And in fact the Supreme Court agreed with that assessment. It struck down the part of the Arizona immigration law that made it a state crime for those who might be suspected of being in the country illegally to not carry with them registration papers and other forms of identification to prove that they have a legal right to be here.

By the same vote, a majority of justices also struck down provisions allowing police to arrest immigrants without a warrant if there is "probable cause" that they committed a public offense that would require deportation and prohibiting undocumented immigrants from working or soliciting work.

Opinion: Court's ruling a detour from basic rights

That portion of the story is good news. It was obvious that Arizona got carried away and went too far, and it was nice to see the High Court say as much and reel it back in.

But there was also bad news. The same majority on the Court let stand one of the most controversial and harmful elements of the Arizona law -- the one requiring local and state police to enforce federal immigration law by trying to ascertain the legal status of anyone they pull over or otherwise come in contact with during the performance of their duties.
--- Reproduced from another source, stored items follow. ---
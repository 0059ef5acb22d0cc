use crate::config::{BoostTable, SearchConfig};
use crate::document::Document;
use crate::error::{Result, SearchError};
use crate::tokenizer::tokenize;
use serde::{Deserialize, Serialize};
use std::collections::{BTreeMap, HashMap, HashSet};

pub type TermId = u32;
/// Insertion ordinal of a document within one index build.
pub type DocId = u32;
pub type FieldId = u16;

#[derive(Debug, Clone, Copy, PartialEq, Eq, Serialize, Deserialize)]
pub struct Posting {
    pub doc_id: DocId,
    pub field: FieldId,
    pub frequency: u32,
}

/// Term dictionary plus postings, built wholesale from one document sequence.
///
/// The dictionary is ordered so prefix expansion is a range scan. Postings of
/// each term are in ascending `doc_id` order.
#[derive(Debug, Clone, Default, PartialEq, Serialize, Deserialize)]
pub struct InvertedIndex {
    pub dictionary: BTreeMap<String, TermId>,
    pub postings: Vec<Vec<Posting>>,
    /// Interned field names; `Posting::field` indexes into this.
    pub fields: Vec<String>,
    /// Documents in insertion order; `DocId` indexes into this.
    pub docs: Vec<Document>,
    /// Boosts of the config the index was built with.
    pub boosts: BoostTable,
}

impl InvertedIndex {
    pub fn new() -> Self { Self::default() }

    pub fn num_docs(&self) -> usize { self.docs.len() }

    pub fn num_terms(&self) -> usize { self.dictionary.len() }

    pub fn is_empty(&self) -> bool { self.docs.is_empty() }

    pub fn term_postings(&self, term: &str) -> Option<&[Posting]> {
        let tid = *self.dictionary.get(term)?;
        self.postings.get(tid as usize).map(Vec::as_slice)
    }

    pub fn field_name(&self, field: FieldId) -> &str {
        self.fields.get(field as usize).map_or("", String::as_str)
    }

    pub fn doc(&self, doc_id: DocId) -> Option<&Document> {
        self.docs.get(doc_id as usize)
    }

    /// True when the index was built with boosts other than `config`'s.
    pub fn is_stale(&self, config: &SearchConfig) -> bool {
        self.boosts != config.boosts
    }
}

/// Build an inverted index from `documents`, in order.
///
/// Fails on an invalid config or a repeated document id; no partial index is
/// returned in either case.
pub fn build_index<I>(documents: I, config: &SearchConfig) -> Result<InvertedIndex>
where
    I: IntoIterator<Item = Document>,
{
    config.validate()?;

    let mut dictionary: BTreeMap<String, TermId> = BTreeMap::new();
    let mut postings: Vec<Vec<Posting>> = Vec::new();
    let mut field_ids: HashMap<String, FieldId> = HashMap::new();
    let mut fields: Vec<String> = Vec::new();
    let mut docs: Vec<Document> = Vec::new();
    let mut seen_ids: HashSet<String> = HashSet::new();

    for doc in documents {
        if !seen_ids.insert(doc.id.clone()) {
            tracing::warn!(id = %doc.id, "duplicate document id, aborting build");
            return Err(SearchError::DuplicateDocument { id: doc.id });
        }
        let doc_id = DocId::try_from(docs.len()).map_err(|_| SearchError::CapacityExceeded("documents"))?;

        for (name, content) in &doc.fields {
            let field = match field_ids.get(name) {
                Some(&f) => f,
                None => {
                    let f = FieldId::try_from(fields.len()).map_err(|_| SearchError::CapacityExceeded("fields"))?;
                    fields.push(name.clone());
                    field_ids.insert(name.clone(), f);
                    f
                }
            };

            let mut tf_counts: BTreeMap<String, u32> = BTreeMap::new();
            for term in tokenize(content) {
                *tf_counts.entry(term).or_insert(0) += 1;
            }
            for (term, frequency) in tf_counts {
                let tid = match dictionary.get(&term) {
                    Some(&tid) => tid,
                    None => {
                        let tid = TermId::try_from(postings.len()).map_err(|_| SearchError::CapacityExceeded("terms"))?;
                        postings.push(Vec::new());
                        dictionary.insert(term, tid);
                        tid
                    }
                };
                postings[tid as usize].push(Posting { doc_id, field, frequency });
            }
        }
        docs.push(doc);
    }

    let num_postings: usize = postings.iter().map(Vec::len).sum();
    tracing::info!(num_docs = docs.len(), num_terms = dictionary.len(), num_postings, "built inverted index");

    Ok(InvertedIndex { dictionary, postings, fields, docs, boosts: config.boosts.clone() })
}
//! Bounded edit distance for fuzzy term expansion.

/// Levenshtein distance between `a` and `b` if it is at most `max`.
///
/// Counts characters, not bytes. Bails out early when the length difference
/// alone exceeds `max`, or when every cell of a DP row is already over it.
pub fn bounded_levenshtein(a: &str, b: &str, max: usize) -> Option<usize> {
    let a: Vec<char> = a.chars().collect();
    let b: Vec<char> = b.chars().collect();

    if a.len().abs_diff(b.len()) > max {
        return None;
    }

    let mut row: Vec<usize> = (0..=b.len()).collect();
    for (i, &ac) in a.iter().enumerate() {
        let mut diag = row[0];
        row[0] = i + 1;
        let mut row_min = row[0];
        for (j, &bc) in b.iter().enumerate() {
            let above = row[j + 1];
            let cost = usize::from(ac != bc);
            row[j + 1] = (above + 1).min(row[j] + 1).min(diag + cost);
            diag = above;
            row_min = row_min.min(row[j + 1]);
        }
        if row_min > max {
            return None;
        }
    }

    let distance = row[b.len()];
    (distance <= max).then_some(distance)
}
Just wait and see how this plays out on the ground. It won't be pretty. Local and state police officers will be substituting skin color for probable cause. There will be lawsuits and complaints and allegations of mistreatment. There will be hurt feelings and anger and division.

And what's left of the racial and ethnic comity that was once as much a part of Arizona's cultural landscape as cactus and kachina dolls will fade away.

That's a shame. I lived in Arizona in the late 1990s, when I wrote about immigration and other issues for the Arizona Republic. It was a beautiful place to be before it went mad.

It's also a shame to think about what will become of those U.S.-born Hispanics in the aftermath of the Supreme Court decision. I imagine we'll be hearing one troubling story after another of longtime residents being treated like trespassers on their own land.

This country owes them better than that. These folks bought into the promise of the American Dream. Some bought in all the way and gave all they had to give.

In the Mexican-American neighborhoods of South Phoenix, you can walk into a living room and see a photo over the fireplace of a son or grandson in his uniform, taken just before he set off for Kabul or Fallujah on a mission from which he never returned. Draped off the frame, maybe there is the Bronze Star or the Purple Heart.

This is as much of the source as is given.